_What is needed_: Records follow. Select each line holding "WHERE".

_Excerpted data_:

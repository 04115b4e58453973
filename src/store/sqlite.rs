use anyhow::{anyhow, Context, Result};
use async_trait::async_trait;
use chrono::{DateTime, SecondsFormat, Utc};
use serde_json::{Map, Value};
use sqlx::sqlite::SqlitePoolOptions;
use sqlx::{Row, SqlitePool};
use tracing::{instrument, warn};

use super::{merge_fields, record_id, record_updated_at, record_user_id, RecordStore};
use crate::model::SessionVersion;

pub type Pool = SqlitePool;

/// Session store over SQLite. Each row keeps the full JSON record next to the
/// columns used for lookups.
#[derive(Debug, Clone)]
pub struct SqliteStore {
    pool: Pool,
}

impl SqliteStore {
    pub fn new(pool: Pool) -> Self {
        Self { pool }
    }

    /// Open the database at `database_url` and apply migrations.
    pub async fn connect(database_url: &str) -> Result<Self> {
        let pool = init_pool(database_url).await?;
        run_migrations(&pool).await?;
        Ok(Self::new(pool))
    }

    pub fn pool(&self) -> &Pool {
        &self.pool
    }
}

pub async fn init_pool(database_url: &str) -> Result<Pool> {
    let normalized = prepare_sqlite_url(database_url);
    // Every connection to `sqlite::memory:` opens its own database, so keep
    // exactly one alive for the lifetime of the pool.
    let options = if normalized.starts_with("sqlite::memory") {
        SqlitePoolOptions::new()
            .max_connections(1)
            .idle_timeout(None)
            .max_lifetime(None)
    } else {
        SqlitePoolOptions::new().max_connections(5)
    };
    let pool = options
        .connect(&normalized)
        .await
        .with_context(|| format!("failed to open {}", normalized))?;
    // Enable WAL and stricter durability.
    sqlx::query("PRAGMA journal_mode=WAL;")
        .execute(&pool)
        .await?;
    sqlx::query("PRAGMA synchronous=FULL;")
        .execute(&pool)
        .await?;
    Ok(pool)
}

pub async fn run_migrations(pool: &Pool) -> Result<()> {
    sqlx::migrate!("./migrations").run(pool).await?;
    Ok(())
}

/// If using a file-backed SQLite URL, expand a leading `~/` and ensure the parent
/// directory exists. Leaves in-memory URLs untouched. Returns possibly-updated URL.
fn prepare_sqlite_url(url: &str) -> String {
    if !url.starts_with("sqlite:") || url.starts_with("sqlite::memory") {
        return url.to_string();
    }

    let rest = &url["sqlite:".len()..];
    let path_with_query = rest.strip_prefix("//").unwrap_or(rest);
    let (path_part, query_part) = match path_with_query.split_once('?') {
        Some((p, q)) => (p, Some(q)),
        None => (path_with_query, None),
    };
    if path_part.is_empty() {
        return url.to_string();
    }

    let expanded_path = match (path_part.strip_prefix("~/"), std::env::var("HOME")) {
        (Some(rest), Ok(home)) => format!("{}/{}", home.trim_end_matches('/'), rest),
        _ => path_part.to_string(),
    };

    if let Some(parent) = std::path::Path::new(&expanded_path).parent() {
        if !parent.as_os_str().is_empty() {
            if let Err(err) = std::fs::create_dir_all(parent) {
                warn!(?err, path = %parent.display(), "failed to create database directory");
            }
        }
    }

    let mut rebuilt = String::from("sqlite://");
    rebuilt.push_str(&expanded_path);
    if let Some(q) = query_part {
        rebuilt.push('?');
        rebuilt.push_str(q);
    }
    // Create the file on first use.
    if !rebuilt.contains("mode=") {
        rebuilt.push(if query_part.is_some() { '&' } else { '?' });
        rebuilt.push_str("mode=rwc");
    }
    rebuilt
}

/// Fixed-width UTC text so the column sorts chronologically.
fn sortable(at: DateTime<Utc>) -> String {
    at.to_rfc3339_opts(SecondsFormat::Micros, true)
}

fn indexed_columns(record: &Value) -> (String, String) {
    let user_id = record_user_id(record).unwrap_or_default().to_string();
    let updated_at = sortable(record_updated_at(record).unwrap_or_default());
    (user_id, updated_at)
}

#[async_trait]
impl RecordStore for SqliteStore {
    #[instrument(skip_all, fields(id = %id))]
    async fn find_by_id(&self, id: &str) -> Result<Option<Value>> {
        let record: Option<String> =
            sqlx::query_scalar("SELECT record FROM builder_sessions WHERE id = ?")
                .bind(id)
                .fetch_optional(&self.pool)
                .await?;
        record
            .map(|text| serde_json::from_str(&text).context("stored session is not valid JSON"))
            .transpose()
    }

    #[instrument(skip_all)]
    async fn create(&self, record: &Value) -> Result<()> {
        let id = record_id(record).ok_or_else(|| anyhow!("record has no id"))?;
        let (user_id, updated_at) = indexed_columns(record);
        sqlx::query(
            "INSERT INTO builder_sessions (id, user_id, updated_at, record) VALUES (?, ?, ?, ?)",
        )
        .bind(id)
        .bind(user_id)
        .bind(updated_at)
        .bind(record.to_string())
        .execute(&self.pool)
        .await
        .context("failed to insert session")?;
        Ok(())
    }

    #[instrument(skip_all, fields(id = %id))]
    async fn update(&self, id: &str, fields: &Map<String, Value>) -> Result<()> {
        let mut tx = self.pool.begin().await?;
        let stored: Option<String> =
            sqlx::query_scalar("SELECT record FROM builder_sessions WHERE id = ?")
                .bind(id)
                .fetch_optional(&mut *tx)
                .await?;
        let Some(stored) = stored else {
            return Err(anyhow!("session {} not found", id));
        };
        let mut record: Value =
            serde_json::from_str(&stored).context("stored session is not valid JSON")?;
        merge_fields(&mut record, fields);
        let (user_id, updated_at) = indexed_columns(&record);
        sqlx::query(
            "UPDATE builder_sessions SET user_id = ?, updated_at = ?, record = ? WHERE id = ?",
        )
        .bind(user_id)
        .bind(updated_at)
        .bind(record.to_string())
        .bind(id)
        .execute(&mut *tx)
        .await
        .context("failed to update session")?;
        tx.commit().await?;
        Ok(())
    }

    #[instrument(skip_all, fields(user_id = %user_id))]
    async fn list_for_user(
        &self,
        user_id: &str,
        updated_since: DateTime<Utc>,
    ) -> Result<Vec<Value>> {
        let rows = sqlx::query(
            "SELECT record FROM builder_sessions WHERE user_id = ? AND updated_at >= ? ORDER BY updated_at DESC",
        )
        .bind(user_id)
        .bind(sortable(updated_since))
        .fetch_all(&self.pool)
        .await?;
        rows.into_iter()
            .map(|row| {
                let text: String = row.get("record");
                serde_json::from_str(&text).context("stored session is not valid JSON")
            })
            .collect()
    }

    #[instrument(skip_all)]
    async fn record_version(&self, version: &SessionVersion, max_versions: u32) -> Result<()> {
        let mut tx = self.pool.begin().await?;
        sqlx::query("INSERT INTO session_versions (session_id, saved_at, delta) VALUES (?, ?, ?)")
            .bind(&version.session_id)
            .bind(sortable(version.saved_at))
            .bind(Value::Object(version.delta.clone()).to_string())
            .execute(&mut *tx)
            .await?;
        sqlx::query(
            "DELETE FROM session_versions WHERE session_id = ? AND id NOT IN \
             (SELECT id FROM session_versions WHERE session_id = ? ORDER BY id DESC LIMIT ?)",
        )
        .bind(&version.session_id)
        .bind(&version.session_id)
        .bind(max_versions.max(1) as i64)
        .execute(&mut *tx)
        .await?;
        tx.commit().await?;
        Ok(())
    }

    #[instrument(skip_all)]
    async fn versions(&self, session_id: &str) -> Result<Vec<SessionVersion>> {
        let rows = sqlx::query(
            "SELECT saved_at, delta FROM session_versions WHERE session_id = ? ORDER BY id ASC",
        )
        .bind(session_id)
        .fetch_all(&self.pool)
        .await?;
        rows.into_iter()
            .map(|row| {
                let saved_at: String = row.get("saved_at");
                let delta: String = row.get("delta");
                Ok(SessionVersion {
                    session_id: session_id.to_string(),
                    saved_at: DateTime::parse_from_rfc3339(&saved_at)
                        .context("invalid saved_at")?
                        .with_timezone(&Utc),
                    delta: serde_json::from_str(&delta).context("invalid version delta")?,
                })
            })
            .collect()
    }
}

_Answer area_:
            sqlx::query_scalar("SELECT record FROM builder_sessions WHERE id = ?")
            sqlx::query_scalar("SELECT record FROM builder_sessions WHERE id = ?")
            "UPDATE builder_sessions SET user_id = ?, updated_at = ?, record = ? WHERE id = ?",
            "SELECT record FROM builder_sessions WHERE user_id = ? AND updated_at >= ? ORDER BY updated_at DESC",
            "DELETE FROM session_versions WHERE session_id = ? AND id NOT IN \
             (SELECT id FROM session_versions WHERE session_id = ? ORDER BY id DESC LIMIT ?)",
            "SELECT saved_at, delta FROM session_versions WHERE session_id = ? ORDER BY id ASC",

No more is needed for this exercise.